The Unbearable Weight of the Bundle Adjustment and $50K money prize
This year Image Matching Challenge introduced two big changes. First, we went from two-view matching to full Structure-from-Motion as a task. Actually, the multiview track was present in pre-Kaggle era of IMC – in 2019, 2020 and 2021, so we kind of returned to the roots.
Participants were given with the sets of images and output should be the cameras poses for all of them. Second, thanks to our sponsors – Google, Haiper, and Kaggle itself, we were able to propose $50k prize fund. With the strict open license condition (MIT/Apache 2/etc) for the “in-money solution”.
3D reconstruction is not cheap
While going from image pairs to image sets might seem a small change, it has a significant impact on cumpute requirements. For the two-view case, one can run almost everything on GPU, e.g. SuperPoint for feature detection, SuperGlue for image matching, or the LoFTR for detector-less image matching. The only CPU part is the RANSAC, which can take as little as 10ms per image pair for VSAC, so not a big deal.
For the multiview case, on the other hand, one needs to performs the bundle-adjustment, which is a CPU-heavy task. Kaggle virtual machines, in addition to that, offer only 2-core CPU, so the 3D reconstruction itself becomes the main computational bottleneck of the whole process.
Example solution
To provide the participants a headstart, we have worked with Kaggle engineers to include the pycolmap into the default Kaggle kernels. Based on it, we have provided an example submission, which uses local features included in kornia library: LoFTR, DISK, and KeyNet-AffNet-HardNet.
All of them have Apache 2 license, and has shown a good performance in one of the previous IMCs: LoFTR was a part of top solutions in 2022, recap, DISK - in 2020, recap and 2021, and KeyNet-AffNet-HardNet - one of the leaders in the original IJCV-2020 publication.
The LoFTR example, however, was so heavy, that was causing time-out error without the modifications.
New datasets, new challenges: UAV-to-ground, day-night, repeated patterns, wiry objects, scale change
In 2023 we have prepared 3 new datasets - Heritage, Haiper and Urban.
Each dataset has been split into “training” – public, and private part. The parts were geographically disjoint, but shared a similar nuisance factors. We haven’t yet decided if we are going to release “hidden” part or not.
Heritage
This dataset features the high resolution photos of ancient buildings, taken with DLSR cameras from the ground, as well as UAV photos. Particular challenges are:
- large scale change (up to 20x), from that overview photo to the close-up of the small detail, together with in-plane rotation
- “banana effect”, when the flat surface is often reconstructed as curved due to low overlap between consecutive frames and slight misalignments, which accumulate altogether.

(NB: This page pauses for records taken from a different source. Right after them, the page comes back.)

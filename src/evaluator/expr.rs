//! Expression evaluation.

use std::rc::Rc;

use super::operators::{eval_index_expression, eval_infix_expression, eval_prefix_expression};
use super::{eval_block_statement, native_bool, NULL};
use crate::ast::{Expr, ExprKind};
use crate::environment::{Env, Environment};
use crate::value::{FunctionValue, Value};

pub(super) fn eval_expression(expr: &Expr, env: &Env) -> Value {
    match &expr.kind {
        ExprKind::Ident(name) => env
            .borrow()
            .get(name)
            .unwrap_or_else(|| Value::ErrorMsg(format!("identifier not found: {name}"))),
        ExprKind::IntLit(value) => Value::Integer(*value),
        ExprKind::StringLit(value) => Value::StringV(Rc::from(value.as_str())),
        ExprKind::BoolLit(value) => native_bool(*value),
        ExprKind::ArrayLit(elements) => {
            let mut evaluated = Vec::with_capacity(elements.len());
            for element in elements {
                let value = eval_expression(element, env);
                if value.is_error() {
                    return value;
                }
                evaluated.push(value);
            }
            Value::Array(Rc::new(evaluated))
        }
        ExprKind::Index { left, index } => {
            let left = eval_expression(left, env);
            if left.is_error() {
                return left;
            }
            let index = eval_expression(index, env);
            if index.is_error() {
                return index;
            }
            eval_index_expression(left, index)
        }
        ExprKind::Prefix { operator, right } => {
            let right = eval_expression(right, env);
            if right.is_error() {
                return right;
            }
            eval_prefix_expression(operator, right)
        }
        ExprKind::Infix {
            left,
            operator,
            right,
        } => {
            let left = eval_expression(left, env);
            if left.is_error() {
                return left;
            }
            let right = eval_expression(right, env);
            if right.is_error() {
                return right;
            }
            eval_infix_expression(operator, left, right)
        }
        ExprKind::If {
            condition,
            consequence,
            alternative,
        } => {
            let condition = eval_expression(condition, env);
            if condition.is_error() {
                return condition;
            }
            if condition.is_truthy() {
                eval_block_statement(&consequence.statements, env)
            } else if let Some(alternative) = alternative {
                eval_block_statement(&alternative.statements, env)
            } else {
                NULL
            }
        }
        ExprKind::Fn { params, body } => Value::Function(Rc::new(FunctionValue {
            params: params.clone(),
            body: body.clone(),
            env: env.clone(),
        })),
        ExprKind::Call {
            function,
            arguments,
        } => eval_call_expression(function, arguments, env),
    }
}

fn eval_call_expression(function: &Expr, arguments: &[Expr], env: &Env) -> Value {
    let function = eval_expression(function, env);
    if function.is_error() {
        return function;
    }

    let mut args = Vec::with_capacity(arguments.len());
    for argument in arguments {
        let value = eval_expression(argument, env);
        if value.is_error() {
            return value;
        }
        args.push(value);
    }

    apply_function(function, &args)
}

fn apply_function(function: Value, args: &[Value]) -> Value {
    match function {
        Value::Function(func) => {
            let call_env = Environment::new_enclosed(func.env.clone());
            for (param, arg) in func.params.iter().zip(args.iter()) {
                call_env.borrow_mut().set(param.clone(), arg.clone());
            }
            let result = eval_block_statement(&func.body.statements, &call_env);
            unwrap_return_value(result)
        }
        Value::Builtin(builtin) => builtin(args),
        other => Value::ErrorMsg(format!("not a function: {}", other.type_name())),
    }
}

fn unwrap_return_value(value: Value) -> Value {
    match value {
        Value::ReturnMarker(inner) => *inner,
        other => other,
    }
}
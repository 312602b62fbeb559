//! The interactive REPL: three modes sharing one read-a-line loop and
//! prompt, differing only in what they do with each line.
//!
//! Wire format: prompt `>> `; parse errors print one per line, tab-prefixed,
//! and the loop continues; evaluate/compile/run errors print a labeled
//! message and the loop continues; success prints the final value's
//! `Inspect()` form.

use std::io::{self, BufRead, Write};

use crate::bytecode::{Compiler, Vm};
use crate::environment::{Env, Environment};
use crate::evaluator::eval_program;
use crate::lexer::Lexer;
use crate::parser::Parser;
use crate::token::TokenKind;

const PROMPT: &str = ">> ";

#[derive(Debug, Clone, Copy, PartialEq, Eq)]
pub enum Mode {
    Evaluator,
    VmBacked,
    Lexer,
    Parser,
}

impl Mode {
    /// Resolves a command-line mode argument per the external interface:
    /// `lexer`/`lex`, `parser`/`ast`, or anything else falls through to the
    /// caller as unrecognized.
    pub fn from_arg(arg: &str) -> Option<Mode> {
        match arg {
            "lexer" | "lex" => Some(Mode::Lexer),
            "parser" | "ast" => Some(Mode::Parser),
            _ => None,
        }
    }
}

/// Runs the REPL in the given mode, reading from `input` and writing
/// prompts/output to `output` until `input` is exhausted (EOF).
pub fn start(mode: Mode, input: impl BufRead, mut output: impl Write) -> io::Result<()> {
    let env = Environment::new();
    let mut lines = input.lines();

    loop {
        write!(output, "{PROMPT}")?;
        output.flush()?;

        let line = match lines.next() {
            Some(line) => line?,
            None => return Ok(()),
        };

        match mode {
            Mode::Lexer => run_lexer_line(&line, &mut output)?,
            Mode::Parser => run_parser_line(&line, &mut output)?,
            Mode::Evaluator => run_evaluator_line(&line, &env, &mut output)?,
            Mode::VmBacked => run_vm_line(&line, &mut output)?,
        }
    }
}

fn run_lexer_line(line: &str, output: &mut impl Write) -> io::Result<()> {
    let mut lexer = Lexer::new(line);
    loop {
        let token = lexer.next_token();
        let is_eof = token.kind == TokenKind::Eof;
        writeln!(output, "{token:?}")?;
        if is_eof {
            break;
        }
    }
    Ok(())
}

fn run_parser_line(line: &str, output: &mut impl Write) -> io::Result<()> {
    let mut parser = Parser::new(line);
    let program = parser.parse_program();
    if !parser.errors.is_empty() {
        print_parse_errors(&parser.errors, output)?;
        return Ok(());
    }
    writeln!(output, "{program}")
}

fn run_evaluator_line(line: &str, env: &Env, output: &mut impl Write) -> io::Result<()> {
    let mut parser = Parser::new(line);
    let program = parser.parse_program();
    if !parser.errors.is_empty() {
        print_parse_errors(&parser.errors, output)?;
        return Ok(());
    }

    let result = eval_program(&program, env);
    writeln!(output, "{}", result.inspect())
}

fn run_vm_line(line: &str, output: &mut impl Write) -> io::Result<()> {
    let mut parser = Parser::new(line);
    let program = parser.parse_program();
    if !parser.errors.is_empty() {
        print_parse_errors(&parser.errors, output)?;
        return Ok(());
    }

    let mut compiler = Compiler::new();
    if let Err(err) = compiler.compile(&program) {
        return writeln!(output, "Compilation failed:\n {err}");
    }

    let mut vm = Vm::new(compiler.instructions().clone(), compiler.constants().to_vec());
    if let Err(err) = vm.run() {
        return writeln!(output, "Executing bytecode failed:\n {err}");
    }

    match vm.last_popped_stack_elem() {
        Some(value) => writeln!(output, "{}", value.inspect()),
        None => Ok(()),
    }
}

fn print_parse_errors(errors: &[crate::parser::ParseError], output: &mut impl Write) -> io::Result<()> {
    for error in errors {
        writeln!(output, "\t{}", error.message)?;
    }
    Ok(())
}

- high-resolution image processing. See above about the computational challenges of bundle adjustment and then multiply that by high resolution AND large image number. Also, the most of deep learning features (DISK, LoFTR) can easily give you CUDA OOM error when run on 20 Mp image pair.
Haiper
Haiper (training) dataset is similar to captures for NERFs - layered “dome” of cameras, going around some object. The object itself is often thin (bicycle) or textureless (statue). The test part of the dataset has very small number of images, making the viewpoint difference the biggest challenge.
If IMC-2023 have discovered and used “Map-free Visual Relocalization” for training their pipelines, that would likely help them with Haiper dataset as well. However, everyone has missed this opportunity, including us - organizers.
Urban
The Urban dataset is, probably, the most similar one to IMC2020 PhotoTourism dataset. It covers photos of buldings in city, similar to PhotoTourism.
Here is the photos of the “Kyiv Puppet Theater” – the easiest and public – part of the dataset.
In addition to the day-night photos, the hidden part of the dataset features highly symmetrical objects, such as the photo I took yesterday in Český Krumlov. The camera poses are actually look into each other, so visual overlap is zero. The only chance of non-wrongly-matching them, is either considering all the photos altogether, or utilizing the background. None of the existing feature matching solutions does this, as far as I know.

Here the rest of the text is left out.